Source data:
====================

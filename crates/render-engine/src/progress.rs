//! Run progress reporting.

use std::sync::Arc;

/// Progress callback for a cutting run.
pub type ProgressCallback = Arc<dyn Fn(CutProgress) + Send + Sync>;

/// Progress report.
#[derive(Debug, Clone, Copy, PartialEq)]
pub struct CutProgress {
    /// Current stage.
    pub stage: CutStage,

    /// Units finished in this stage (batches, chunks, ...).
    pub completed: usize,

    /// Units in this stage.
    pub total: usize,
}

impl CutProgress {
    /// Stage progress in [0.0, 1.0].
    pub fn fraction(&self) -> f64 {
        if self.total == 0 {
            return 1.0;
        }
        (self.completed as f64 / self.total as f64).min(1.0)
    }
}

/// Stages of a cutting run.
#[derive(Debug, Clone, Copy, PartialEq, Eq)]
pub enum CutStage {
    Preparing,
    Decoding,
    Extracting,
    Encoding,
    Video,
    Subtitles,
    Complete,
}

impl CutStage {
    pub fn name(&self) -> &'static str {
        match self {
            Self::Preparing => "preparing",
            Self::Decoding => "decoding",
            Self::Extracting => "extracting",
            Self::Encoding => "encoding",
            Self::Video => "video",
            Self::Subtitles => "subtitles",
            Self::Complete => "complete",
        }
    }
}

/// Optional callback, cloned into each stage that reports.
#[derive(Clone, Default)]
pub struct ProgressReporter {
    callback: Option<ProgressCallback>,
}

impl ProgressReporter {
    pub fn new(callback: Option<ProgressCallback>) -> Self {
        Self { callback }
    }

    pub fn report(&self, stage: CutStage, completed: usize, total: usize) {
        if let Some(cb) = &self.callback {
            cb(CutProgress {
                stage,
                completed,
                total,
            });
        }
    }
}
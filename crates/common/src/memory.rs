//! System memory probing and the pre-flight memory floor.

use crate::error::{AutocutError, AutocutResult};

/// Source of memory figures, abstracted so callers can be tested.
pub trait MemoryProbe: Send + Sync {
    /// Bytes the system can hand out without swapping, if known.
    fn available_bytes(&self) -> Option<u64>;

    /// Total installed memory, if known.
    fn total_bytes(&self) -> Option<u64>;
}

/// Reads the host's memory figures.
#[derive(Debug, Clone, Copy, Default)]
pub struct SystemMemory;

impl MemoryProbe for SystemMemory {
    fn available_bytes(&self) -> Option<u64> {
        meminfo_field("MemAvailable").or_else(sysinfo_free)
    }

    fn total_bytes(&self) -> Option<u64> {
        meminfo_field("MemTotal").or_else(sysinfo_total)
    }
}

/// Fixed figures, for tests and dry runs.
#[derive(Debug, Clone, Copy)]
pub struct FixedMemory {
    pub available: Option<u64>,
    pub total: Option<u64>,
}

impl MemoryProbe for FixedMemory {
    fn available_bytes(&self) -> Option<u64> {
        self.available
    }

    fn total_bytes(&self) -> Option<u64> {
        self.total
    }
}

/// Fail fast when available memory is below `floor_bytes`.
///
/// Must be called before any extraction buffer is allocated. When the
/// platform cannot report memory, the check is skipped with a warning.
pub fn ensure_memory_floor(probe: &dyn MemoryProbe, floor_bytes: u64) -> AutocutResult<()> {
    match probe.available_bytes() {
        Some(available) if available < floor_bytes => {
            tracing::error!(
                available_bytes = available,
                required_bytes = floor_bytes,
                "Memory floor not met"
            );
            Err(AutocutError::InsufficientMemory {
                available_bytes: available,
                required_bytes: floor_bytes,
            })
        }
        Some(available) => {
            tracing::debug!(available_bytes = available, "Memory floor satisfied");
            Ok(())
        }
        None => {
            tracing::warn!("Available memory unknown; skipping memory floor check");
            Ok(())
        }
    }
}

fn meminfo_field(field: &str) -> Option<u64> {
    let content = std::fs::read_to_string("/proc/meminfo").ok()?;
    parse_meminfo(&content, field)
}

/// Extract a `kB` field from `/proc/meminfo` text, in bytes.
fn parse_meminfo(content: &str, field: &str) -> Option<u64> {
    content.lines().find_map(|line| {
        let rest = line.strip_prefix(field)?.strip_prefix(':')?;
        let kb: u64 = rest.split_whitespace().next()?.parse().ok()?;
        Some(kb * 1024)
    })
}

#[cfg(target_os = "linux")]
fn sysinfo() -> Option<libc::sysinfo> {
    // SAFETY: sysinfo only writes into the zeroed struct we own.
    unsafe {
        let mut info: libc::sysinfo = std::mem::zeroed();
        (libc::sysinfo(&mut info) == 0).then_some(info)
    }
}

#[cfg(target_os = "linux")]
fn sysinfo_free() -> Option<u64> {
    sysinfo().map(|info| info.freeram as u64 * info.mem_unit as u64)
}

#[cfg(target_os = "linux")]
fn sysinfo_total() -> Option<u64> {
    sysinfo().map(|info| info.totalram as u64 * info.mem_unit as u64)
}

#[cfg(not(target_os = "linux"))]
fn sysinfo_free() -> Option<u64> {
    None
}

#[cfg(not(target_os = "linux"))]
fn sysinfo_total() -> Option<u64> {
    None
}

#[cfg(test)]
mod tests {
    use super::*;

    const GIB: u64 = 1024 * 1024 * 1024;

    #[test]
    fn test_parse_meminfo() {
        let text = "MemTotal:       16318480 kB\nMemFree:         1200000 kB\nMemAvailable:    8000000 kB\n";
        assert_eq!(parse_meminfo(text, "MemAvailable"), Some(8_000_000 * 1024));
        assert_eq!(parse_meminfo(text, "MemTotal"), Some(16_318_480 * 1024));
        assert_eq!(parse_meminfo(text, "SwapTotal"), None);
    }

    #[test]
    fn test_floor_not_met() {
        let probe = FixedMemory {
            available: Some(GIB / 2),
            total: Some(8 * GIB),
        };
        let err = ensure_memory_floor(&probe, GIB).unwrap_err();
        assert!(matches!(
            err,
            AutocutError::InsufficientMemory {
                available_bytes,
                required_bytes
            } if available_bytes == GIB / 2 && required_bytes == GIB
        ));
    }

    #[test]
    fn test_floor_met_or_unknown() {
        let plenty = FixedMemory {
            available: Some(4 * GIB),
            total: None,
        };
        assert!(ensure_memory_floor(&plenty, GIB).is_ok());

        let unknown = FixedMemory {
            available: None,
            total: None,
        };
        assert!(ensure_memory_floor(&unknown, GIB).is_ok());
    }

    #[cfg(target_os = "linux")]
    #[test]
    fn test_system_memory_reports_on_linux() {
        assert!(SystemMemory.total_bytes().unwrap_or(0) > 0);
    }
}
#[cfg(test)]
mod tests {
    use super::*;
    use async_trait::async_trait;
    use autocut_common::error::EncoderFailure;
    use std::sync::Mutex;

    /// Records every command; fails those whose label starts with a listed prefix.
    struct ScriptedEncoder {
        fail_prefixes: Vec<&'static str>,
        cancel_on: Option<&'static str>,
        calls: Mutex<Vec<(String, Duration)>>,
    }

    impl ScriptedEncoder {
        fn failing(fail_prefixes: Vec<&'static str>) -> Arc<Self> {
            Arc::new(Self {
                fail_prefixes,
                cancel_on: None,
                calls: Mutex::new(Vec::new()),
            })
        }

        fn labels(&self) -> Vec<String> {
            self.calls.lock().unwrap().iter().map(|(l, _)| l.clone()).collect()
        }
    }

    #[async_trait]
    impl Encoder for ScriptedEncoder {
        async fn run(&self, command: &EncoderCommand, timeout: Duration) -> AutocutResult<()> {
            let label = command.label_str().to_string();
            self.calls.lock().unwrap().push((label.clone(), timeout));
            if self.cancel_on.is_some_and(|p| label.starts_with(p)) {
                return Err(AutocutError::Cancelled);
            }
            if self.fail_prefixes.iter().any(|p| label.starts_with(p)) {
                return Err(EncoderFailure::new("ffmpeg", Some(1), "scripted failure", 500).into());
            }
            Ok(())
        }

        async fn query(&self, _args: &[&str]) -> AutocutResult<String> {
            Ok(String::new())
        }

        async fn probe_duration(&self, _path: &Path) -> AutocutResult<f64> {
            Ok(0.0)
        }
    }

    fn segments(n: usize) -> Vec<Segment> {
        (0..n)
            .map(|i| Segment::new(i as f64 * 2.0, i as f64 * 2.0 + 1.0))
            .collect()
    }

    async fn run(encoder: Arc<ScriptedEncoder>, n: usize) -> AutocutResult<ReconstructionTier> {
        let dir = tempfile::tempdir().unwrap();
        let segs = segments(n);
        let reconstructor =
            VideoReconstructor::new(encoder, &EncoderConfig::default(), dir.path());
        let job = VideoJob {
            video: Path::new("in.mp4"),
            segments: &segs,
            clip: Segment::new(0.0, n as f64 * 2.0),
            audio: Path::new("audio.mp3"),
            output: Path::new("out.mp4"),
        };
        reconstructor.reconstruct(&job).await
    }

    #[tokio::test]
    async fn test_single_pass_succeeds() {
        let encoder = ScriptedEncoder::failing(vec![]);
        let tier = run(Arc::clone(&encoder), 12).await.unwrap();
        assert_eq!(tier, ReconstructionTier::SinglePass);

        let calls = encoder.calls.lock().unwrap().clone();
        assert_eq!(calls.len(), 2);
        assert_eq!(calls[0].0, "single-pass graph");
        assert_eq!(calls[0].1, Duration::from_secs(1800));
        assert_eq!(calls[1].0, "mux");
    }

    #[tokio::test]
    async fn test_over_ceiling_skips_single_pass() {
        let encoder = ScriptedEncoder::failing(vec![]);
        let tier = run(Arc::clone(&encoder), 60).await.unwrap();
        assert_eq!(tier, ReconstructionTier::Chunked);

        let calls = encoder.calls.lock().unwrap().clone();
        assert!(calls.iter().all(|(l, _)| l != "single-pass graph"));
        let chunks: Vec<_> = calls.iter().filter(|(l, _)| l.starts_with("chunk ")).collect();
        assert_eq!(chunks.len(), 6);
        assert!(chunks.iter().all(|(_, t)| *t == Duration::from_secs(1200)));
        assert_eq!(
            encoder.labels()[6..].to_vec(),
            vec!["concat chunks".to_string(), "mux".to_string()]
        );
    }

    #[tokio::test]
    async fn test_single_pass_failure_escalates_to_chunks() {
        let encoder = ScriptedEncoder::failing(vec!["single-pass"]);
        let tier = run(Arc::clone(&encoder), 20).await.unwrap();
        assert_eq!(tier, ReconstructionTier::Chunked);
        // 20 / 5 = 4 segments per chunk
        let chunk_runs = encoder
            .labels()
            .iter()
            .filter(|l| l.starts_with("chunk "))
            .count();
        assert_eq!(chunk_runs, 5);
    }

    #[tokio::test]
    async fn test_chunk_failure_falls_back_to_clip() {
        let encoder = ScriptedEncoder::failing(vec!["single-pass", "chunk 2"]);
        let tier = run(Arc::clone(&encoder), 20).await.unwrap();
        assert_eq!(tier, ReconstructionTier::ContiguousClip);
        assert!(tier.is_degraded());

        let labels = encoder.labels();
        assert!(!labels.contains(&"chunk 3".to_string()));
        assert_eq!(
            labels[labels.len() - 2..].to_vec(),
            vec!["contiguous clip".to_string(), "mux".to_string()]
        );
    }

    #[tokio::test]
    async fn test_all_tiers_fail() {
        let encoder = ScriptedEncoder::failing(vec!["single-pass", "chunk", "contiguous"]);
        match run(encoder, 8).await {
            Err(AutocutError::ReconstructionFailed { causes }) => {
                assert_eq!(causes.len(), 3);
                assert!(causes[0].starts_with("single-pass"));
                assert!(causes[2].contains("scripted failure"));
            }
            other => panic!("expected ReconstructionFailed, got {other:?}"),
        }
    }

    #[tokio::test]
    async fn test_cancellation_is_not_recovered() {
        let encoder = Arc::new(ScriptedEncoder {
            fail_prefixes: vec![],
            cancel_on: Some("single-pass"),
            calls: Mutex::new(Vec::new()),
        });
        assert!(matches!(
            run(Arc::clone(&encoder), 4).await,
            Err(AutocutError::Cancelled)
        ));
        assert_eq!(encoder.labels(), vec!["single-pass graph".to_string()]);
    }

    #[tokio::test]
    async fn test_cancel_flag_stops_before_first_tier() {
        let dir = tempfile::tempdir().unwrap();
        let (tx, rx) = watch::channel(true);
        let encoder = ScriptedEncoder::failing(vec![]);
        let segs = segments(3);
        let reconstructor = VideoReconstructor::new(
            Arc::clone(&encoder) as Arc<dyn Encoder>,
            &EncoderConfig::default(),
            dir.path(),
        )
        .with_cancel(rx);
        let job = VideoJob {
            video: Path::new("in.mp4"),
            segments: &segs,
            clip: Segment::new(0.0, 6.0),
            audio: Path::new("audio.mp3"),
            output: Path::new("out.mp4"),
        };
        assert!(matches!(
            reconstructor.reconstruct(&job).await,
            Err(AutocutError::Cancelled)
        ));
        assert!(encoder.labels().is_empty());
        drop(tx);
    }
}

====================

Assignment:
Print, please, the lines above from the very first through the one that holds "(batches, chunks, ...).", both included, word for word and with nothing else.

Task output:
filename crates/render-engine/src/progress.rs
//! Run progress reporting.

use std::sync::Arc;

/// Progress callback for a cutting run.
pub type ProgressCallback = Arc<dyn Fn(CutProgress) + Send + Sync>;

/// Progress report.
#[derive(Debug, Clone, Copy, PartialEq)]
pub struct CutProgress {
    /// Current stage.
    pub stage: CutStage,

    /// Units finished in this stage (batches, chunks, ...).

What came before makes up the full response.